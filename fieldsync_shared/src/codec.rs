//! Message codec.
//!
//! JSON text on the wire:
//! - client -> host: `{"DrawMatrix":[a,b,c,d,e,f],"PlayerId":1}`
//! - host -> client: `{"Players":[<player>, <player>, <player>, <player>]}`
//!
//! Decoding only checks the shape of the JSON. Ranges and slot layout are checked by the
//! `TryFrom` conversions into the domain types, which every receiver must go through before
//! touching a `World`.

use std::fmt;

use anyhow::Context;
use serde::{Deserialize, Serialize};

use crate::{
    math::Matrix,
    world::{Player, PlayerId, World, MAX_PLAYERS},
};

/// Protocol-level failures. Carried inside `anyhow::Error`; use `downcast_ref` to classify.
#[derive(Debug, Clone, PartialEq, Eq)]
pub enum ProtocolError {
    /// Payload is not a well-formed message.
    Malformed(String),
    /// Player id outside `0..MAX_PLAYERS`.
    PlayerIdOutOfRange(i64),
    /// World does not have one player per slot in id order.
    WorldShape(String),
    /// Peer went silent on a read or write.
    Timeout(&'static str),
}

impl fmt::Display for ProtocolError {
    fn fmt(&self, f: &mut fmt::Formatter<'_>) -> fmt::Result {
        match self {
            ProtocolError::Malformed(why) => write!(f, "malformed payload: {why}"),
            ProtocolError::PlayerIdOutOfRange(id) => {
                write!(f, "player id {id} outside 0..{MAX_PLAYERS}")
            }
            ProtocolError::WorldShape(why) => write!(f, "bad world shape: {why}"),
            ProtocolError::Timeout(op) => write!(f, "{op} timed out"),
        }
    }
}

impl std::error::Error for ProtocolError {}

/// Wire form of a player.
#[derive(Debug, Clone, Copy, PartialEq, Serialize, Deserialize)]
pub struct PlayerMsg {
    #[serde(rename = "DrawMatrix")]
    pub draw_matrix: Matrix,
    #[serde(rename = "PlayerId")]
    pub player_id: i64,
}

/// Wire form of a world.
#[derive(Debug, Clone, PartialEq, Serialize, Deserialize)]
pub struct WorldMsg {
    #[serde(rename = "Players")]
    pub players: Vec<PlayerMsg>,
}

impl From<&Player> for PlayerMsg {
    fn from(p: &Player) -> Self {
        Self {
            draw_matrix: p.draw_matrix,
            player_id: i64::from(p.id.get()),
        }
    }
}

impl From<&World> for WorldMsg {
    fn from(w: &World) -> Self {
        Self {
            players: w.iter().map(PlayerMsg::from).collect(),
        }
    }
}

impl TryFrom<PlayerMsg> for Player {
    type Error = ProtocolError;

    fn try_from(msg: PlayerMsg) -> Result<Self, Self::Error> {
        let id = PlayerId::try_from(msg.player_id)?;
        if !msg.draw_matrix.is_finite() {
            return Err(ProtocolError::Malformed("non-finite matrix".into()));
        }
        Ok(Player::new(id, msg.draw_matrix))
    }
}

impl TryFrom<WorldMsg> for World {
    type Error = ProtocolError;

    fn try_from(msg: WorldMsg) -> Result<Self, Self::Error> {
        if msg.players.len() != MAX_PLAYERS {
            return Err(ProtocolError::WorldShape(format!(
                "expected {MAX_PLAYERS} players, got {}",
                msg.players.len()
            )));
        }
        let mut world = World::new();
        for (slot, p) in msg.players.into_iter().enumerate() {
            let player = Player::try_from(p)?;
            if player.id.index() != slot {
                return Err(ProtocolError::WorldShape(format!(
                    "player {} in slot {slot}",
                    player.id
                )));
            }
            world.apply(&player);
        }
        Ok(world)
    }
}

pub fn encode_player(p: &Player) -> anyhow::Result<String> {
    serde_json::to_string(&PlayerMsg::from(p)).context("serialize player")
}

pub fn encode_world(w: &World) -> anyhow::Result<String> {
    serde_json::to_string(&WorldMsg::from(w)).context("serialize world")
}

pub fn decode_player(b: &[u8]) -> anyhow::Result<PlayerMsg> {
    serde_json::from_slice(b).map_err(|e| ProtocolError::Malformed(e.to_string()).into())
}

pub fn decode_world(b: &[u8]) -> anyhow::Result<WorldMsg> {
    serde_json::from_slice(b).map_err(|e| ProtocolError::Malformed(e.to_string()).into())
}

#[cfg(test)]
mod tests {
    use super::*;
    use crate::math::Vec2;

    fn protocol_err(e: &anyhow::Error) -> &ProtocolError {
        e.downcast_ref::<ProtocolError>().expect("protocol error")
    }

    #[test]
    fn player_roundtrip_keeps_id_and_transform() {
        let m = Matrix::at(Vec2::new(100.0, 100.0)).rotated(Vec2::new(3.0, 4.0), 0.3);
        for id in PlayerId::ALL {
            let p = Player::new(id, m);
            let msg = decode_player(encode_player(&p).unwrap().as_bytes()).unwrap();
            assert_eq!(Player::try_from(msg).unwrap(), p);
        }
    }

    #[test]
    fn player_wire_field_names() {
        let p = Player::new(PlayerId::new(1).unwrap(), Matrix::at(Vec2::new(100.0, 100.0)));
        assert_eq!(
            encode_player(&p).unwrap(),
            r#"{"DrawMatrix":[1.0,0.0,0.0,1.0,100.0,100.0],"PlayerId":1}"#
        );
    }

    #[test]
    fn world_encodes_four_players_in_slot_order() {
        let msg = decode_world(encode_world(&World::new()).unwrap().as_bytes()).unwrap();
        let ids: Vec<i64> = msg.players.iter().map(|p| p.player_id).collect();
        assert_eq!(ids, vec![0, 1, 2, 3]);
        assert_eq!(World::try_from(msg).unwrap(), World::new());
    }

    #[test]
    fn decode_does_not_range_check() {
        let msg = decode_player(br#"{"DrawMatrix":[1,0,0,1,5,5],"PlayerId":9}"#).unwrap();
        assert_eq!(msg.player_id, 9);
        assert_eq!(
            Player::try_from(msg),
            Err(ProtocolError::PlayerIdOutOfRange(9))
        );
    }

    #[test]
    fn malformed_payloads_are_protocol_errors() {
        let cases: [&[u8]; 4] = [
            b"not json",
            br#"{"PlayerId":1}"#,
            br#"{"DrawMatrix":[1,0,0],"PlayerId":1}"#,
            br#"{"DrawMatrix":[1,0,0,1,0,0],"PlayerId":"one"}"#,
        ];
        for raw in cases {
            let err = decode_player(raw).unwrap_err();
            assert!(matches!(protocol_err(&err), ProtocolError::Malformed(_)), "{raw:?}");
        }
    }

    #[test]
    fn world_shape_is_validated() {
        let mut msg = WorldMsg::from(&World::new());
        msg.players.pop();
        assert!(matches!(World::try_from(msg), Err(ProtocolError::WorldShape(_))));

        let mut msg = WorldMsg::from(&World::new());
        msg.players.swap(0, 1);
        assert!(matches!(World::try_from(msg), Err(ProtocolError::WorldShape(_))));
    }
}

— Exercise —
Counting only lines that contain "derive", what is the total for the entries above? Give the number alone.

— Task answer —
3